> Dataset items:
● ● ● ● ●

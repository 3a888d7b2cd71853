//! MySQL-protocol driver for the database under test.

use std::sync::atomic::{AtomicBool, Ordering};

use anyhow::{Context, Result};
use mysql::prelude::Queryable;
use mysql::{Opts, Pool, PooledConn, Row, Value};
use parking_lot::Mutex;
use sql_gen::model::value::{ItemKind, QueryItem};
use sql_gen::Column;

use super::{Connection, SchemaRecord};

/// Driver backed by the `mysql` crate. One pinned session carries the
/// orchestrator's statements (so explicit transactions behave), while DDL
/// issued outside a transaction grabs a pooled connection, which is what
/// lets the schema-creation fan-out run in parallel.
pub struct MysqlConn {
    pool: Pool,
    session: Mutex<PooledConn>,
    in_txn: AtomicBool,
}

impl MysqlConn {
    pub fn connect(dsn: &str) -> Result<Self> {
        let opts = Opts::from_url(dsn).with_context(|| format!("invalid DSN {dsn}"))?;
        let pool = Pool::new(opts).context("connect to database under test")?;
        let session = pool.get_conn().context("open session connection")?;
        Ok(MysqlConn {
            pool,
            session: Mutex::new(session),
            in_txn: AtomicBool::new(false),
        })
    }

    fn to_item(value: &Value) -> QueryItem {
        match value {
            Value::NULL => QueryItem::null(),
            Value::Bytes(b) => QueryItem::new(String::from_utf8_lossy(b), ItemKind::Str),
            Value::Int(i) => QueryItem::new(i.to_string(), ItemKind::Int),
            Value::UInt(u) => QueryItem::new(u.to_string(), ItemKind::Int),
            Value::Float(f) => QueryItem::new(f.to_string(), ItemKind::Float),
            Value::Double(d) => QueryItem::new(d.to_string(), ItemKind::Float),
            other => QueryItem::new(format!("{other:?}"), ItemKind::Str),
        }
    }

    fn rows_to_items(rows: Vec<Row>) -> Vec<Vec<QueryItem>> {
        rows.iter()
            .map(|row| {
                (0..row.len())
                    .map(|i| match row.as_ref(i) {
                        Some(v) => Self::to_item(v),
                        None => QueryItem::null(),
                    })
                    .collect()
            })
            .collect()
    }
}

impl Connection for MysqlConn {
    fn fetch_schema(&self, db: &str) -> Result<Vec<SchemaRecord>> {
        let sql = format!(
            "SELECT c.TABLE_SCHEMA, c.TABLE_NAME, t.TABLE_TYPE, c.COLUMN_NAME, \
             c.COLUMN_TYPE, c.IS_NULLABLE \
             FROM information_schema.COLUMNS c \
             JOIN information_schema.TABLES t \
             ON c.TABLE_SCHEMA = t.TABLE_SCHEMA AND c.TABLE_NAME = t.TABLE_NAME \
             WHERE c.TABLE_SCHEMA = '{db}' \
             ORDER BY c.TABLE_NAME, c.ORDINAL_POSITION"
        );
        let mut conn = self.pool.get_conn()?;
        let rows: Vec<(String, String, String, String, String, String)> =
            conn.query(sql).context("fetch schema")?;
        Ok(rows
            .into_iter()
            .map(
                |(db, table, table_type, column, column_type, nullable)| SchemaRecord {
                    db,
                    table,
                    table_type,
                    column,
                    column_type,
                    nullable,
                },
            )
            .collect())
    }

    fn fetch_indexes(&self, db: &str, table: &str) -> Result<Vec<String>> {
        let sql = format!(
            "SELECT DISTINCT INDEX_NAME FROM information_schema.STATISTICS \
             WHERE TABLE_SCHEMA = '{db}' AND TABLE_NAME = '{table}'"
        );
        let mut conn = self.pool.get_conn()?;
        conn.query(sql).context("fetch indexes")
    }

    fn fetch_tables(&self, db: &str) -> Result<Vec<String>> {
        let sql = format!(
            "SELECT TABLE_NAME FROM information_schema.TABLES \
             WHERE TABLE_SCHEMA = '{db}' ORDER BY TABLE_NAME"
        );
        let mut conn = self.pool.get_conn()?;
        conn.query(sql).context("fetch tables")
    }

    fn fetch_columns(&self, db: &str, table: &str) -> Result<Vec<[String; 3]>> {
        let sql = format!(
            "SELECT COLUMN_NAME, COLUMN_TYPE, IS_NULLABLE \
             FROM information_schema.COLUMNS \
             WHERE TABLE_SCHEMA = '{db}' AND TABLE_NAME = '{table}' \
             ORDER BY ORDINAL_POSITION"
        );
        let mut conn = self.pool.get_conn()?;
        let rows: Vec<(String, String, String)> = conn.query(sql).context("fetch columns")?;
        Ok(rows
            .into_iter()
            .map(|(name, column_type, nullable)| [name, column_type, nullable])
            .collect())
    }

    fn begin(&self) -> Result<()> {
        self.session.lock().query_drop("BEGIN").context("begin")?;
        self.in_txn.store(true, Ordering::SeqCst);
        Ok(())
    }

    fn commit(&self) -> Result<()> {
        self.in_txn.store(false, Ordering::SeqCst);
        self.session.lock().query_drop("COMMIT").context("commit")
    }

    fn exec(&self, sql: &str) -> Result<()> {
        if self.in_txn.load(Ordering::SeqCst) {
            self.session
                .lock()
                .query_drop(sql)
                .with_context(|| format!("exec {sql}"))
        } else {
            let mut conn = self.pool.get_conn()?;
            conn.query_drop(sql).with_context(|| format!("exec {sql}"))
        }
    }

    fn select(&self, sql: &str) -> Result<Vec<Vec<QueryItem>>> {
        let rows: Vec<Row> = self
            .session
            .lock()
            .query(sql)
            .with_context(|| format!("select {sql}"))?;
        Ok(Self::rows_to_items(rows))
    }

    fn create_view_by_select(
        &self,
        name: &str,
        sql: &str,
        row_count: usize,
        columns: &[Column],
    ) -> Result<()> {
        let col_list: Vec<String> = (0..columns.len()).map(|i| format!("c{i}")).collect();
        let ddl = format!("CREATE VIEW {name} ({}) AS {sql}", col_list.join(", "));
        tracing::debug!(name, row_count, "creating view");
        self.exec(&ddl)
    }

    fn close(&self) -> Result<()> {
        // dropping the pool tears the connections down; nothing to flush
        Ok(())
    }
}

● ● ● ● ●

> What is expected: Write all of the data above again, exactly as given.

> Your solution:
repository 3a888d7b2cd71853
//! MySQL-protocol driver for the database under test.

use std::sync::atomic::{AtomicBool, Ordering};

use anyhow::{Context, Result};
use mysql::prelude::Queryable;
use mysql::{Opts, Pool, PooledConn, Row, Value};
use parking_lot::Mutex;
use sql_gen::model::value::{ItemKind, QueryItem};
use sql_gen::Column;

use super::{Connection, SchemaRecord};

/// Driver backed by the `mysql` crate. One pinned session carries the
/// orchestrator's statements (so explicit transactions behave), while DDL
/// issued outside a transaction grabs a pooled connection, which is what
/// lets the schema-creation fan-out run in parallel.
pub struct MysqlConn {
    pool: Pool,
    session: Mutex<PooledConn>,
    in_txn: AtomicBool,
}

impl MysqlConn {
    pub fn connect(dsn: &str) -> Result<Self> {
        let opts = Opts::from_url(dsn).with_context(|| format!("invalid DSN {dsn}"))?;
        let pool = Pool::new(opts).context("connect to database under test")?;
        let session = pool.get_conn().context("open session connection")?;
        Ok(MysqlConn {
            pool,
            session: Mutex::new(session),
            in_txn: AtomicBool::new(false),
        })
    }

    fn to_item(value: &Value) -> QueryItem {
        match value {
            Value::NULL => QueryItem::null(),
            Value::Bytes(b) => QueryItem::new(String::from_utf8_lossy(b), ItemKind::Str),
            Value::Int(i) => QueryItem::new(i.to_string(), ItemKind::Int),
            Value::UInt(u) => QueryItem::new(u.to_string(), ItemKind::Int),
            Value::Float(f) => QueryItem::new(f.to_string(), ItemKind::Float),
            Value::Double(d) => QueryItem::new(d.to_string(), ItemKind::Float),
            other => QueryItem::new(format!("{other:?}"), ItemKind::Str),
        }
    }

    fn rows_to_items(rows: Vec<Row>) -> Vec<Vec<QueryItem>> {
        rows.iter()
            .map(|row| {
                (0..row.len())
                    .map(|i| match row.as_ref(i) {
                        Some(v) => Self::to_item(v),
                        None => QueryItem::null(),
                    })
                    .collect()
            })
            .collect()
    }
}

impl Connection for MysqlConn {
    fn fetch_schema(&self, db: &str) -> Result<Vec<SchemaRecord>> {
        let sql = format!(
            "SELECT c.TABLE_SCHEMA, c.TABLE_NAME, t.TABLE_TYPE, c.COLUMN_NAME, \
             c.COLUMN_TYPE, c.IS_NULLABLE \
             FROM information_schema.COLUMNS c \
             JOIN information_schema.TABLES t \
             ON c.TABLE_SCHEMA = t.TABLE_SCHEMA AND c.TABLE_NAME = t.TABLE_NAME \
             WHERE c.TABLE_SCHEMA = '{db}' \
             ORDER BY c.TABLE_NAME, c.ORDINAL_POSITION"
        );
        let mut conn = self.pool.get_conn()?;
        let rows: Vec<(String, String, String, String, String, String)> =
            conn.query(sql).context("fetch schema")?;
        Ok(rows
            .into_iter()
            .map(
                |(db, table, table_type, column, column_type, nullable)| SchemaRecord {
                    db,
                    table,
                    table_type,
                    column,
                    column_type,
                    nullable,
                },
            )
            .collect())
    }

    fn fetch_indexes(&self, db: &str, table: &str) -> Result<Vec<String>> {
        let sql = format!(
            "SELECT DISTINCT INDEX_NAME FROM information_schema.STATISTICS \
             WHERE TABLE_SCHEMA = '{db}' AND TABLE_NAME = '{table}'"
        );
        let mut conn = self.pool.get_conn()?;
        conn.query(sql).context("fetch indexes")
    }

    fn fetch_tables(&self, db: &str) -> Result<Vec<String>> {
        let sql = format!(
            "SELECT TABLE_NAME FROM information_schema.TABLES \
             WHERE TABLE_SCHEMA = '{db}' ORDER BY TABLE_NAME"
        );
        let mut conn = self.pool.get_conn()?;
        conn.query(sql).context("fetch tables")
    }

    fn fetch_columns(&self, db: &str, table: &str) -> Result<Vec<[String; 3]>> {
        let sql = format!(
            "SELECT COLUMN_NAME, COLUMN_TYPE, IS_NULLABLE \
             FROM information_schema.COLUMNS \
             WHERE TABLE_SCHEMA = '{db}' AND TABLE_NAME = '{table}' \
             ORDER BY ORDINAL_POSITION"
        );
        let mut conn = self.pool.get_conn()?;
        let rows: Vec<(String, String, String)> = conn.query(sql).context("fetch columns")?;
        Ok(rows
            .into_iter()
            .map(|(name, column_type, nullable)| [name, column_type, nullable])
            .collect())
    }

    fn begin(&self) -> Result<()> {
        self.session.lock().query_drop("BEGIN").context("begin")?;
        self.in_txn.store(true, Ordering::SeqCst);
        Ok(())
    }

    fn commit(&self) -> Result<()> {
        self.in_txn.store(false, Ordering::SeqCst);
        self.session.lock().query_drop("COMMIT").context("commit")
    }

    fn exec(&self, sql: &str) -> Result<()> {
        if self.in_txn.load(Ordering::SeqCst) {
            self.session
                .lock()
                .query_drop(sql)
                .with_context(|| format!("exec {sql}"))
        } else {
            let mut conn = self.pool.get_conn()?;
            conn.query_drop(sql).with_context(|| format!("exec {sql}"))
        }
    }

    fn select(&self, sql: &str) -> Result<Vec<Vec<QueryItem>>> {
        let rows: Vec<Row> = self
            .session
            .lock()
            .query(sql)
            .with_context(|| format!("select {sql}"))?;
        Ok(Self::rows_to_items(rows))
    }

    fn create_view_by_select(
        &self,
        name: &str,
        sql: &str,
        row_count: usize,
        columns: &[Column],
    ) -> Result<()> {
        let col_list: Vec<String> = (0..columns.len()).map(|i| format!("c{i}")).collect();
        let ddl = format!("CREATE VIEW {name} ({}) AS {sql}", col_list.join(", "));
        tracing::debug!(name, row_count, "creating view");
        self.exec(&ddl)
    }

    fn close(&self) -> Result<()> {
        // dropping the pool tears the connections down; nothing to flush
        Ok(())
    }
}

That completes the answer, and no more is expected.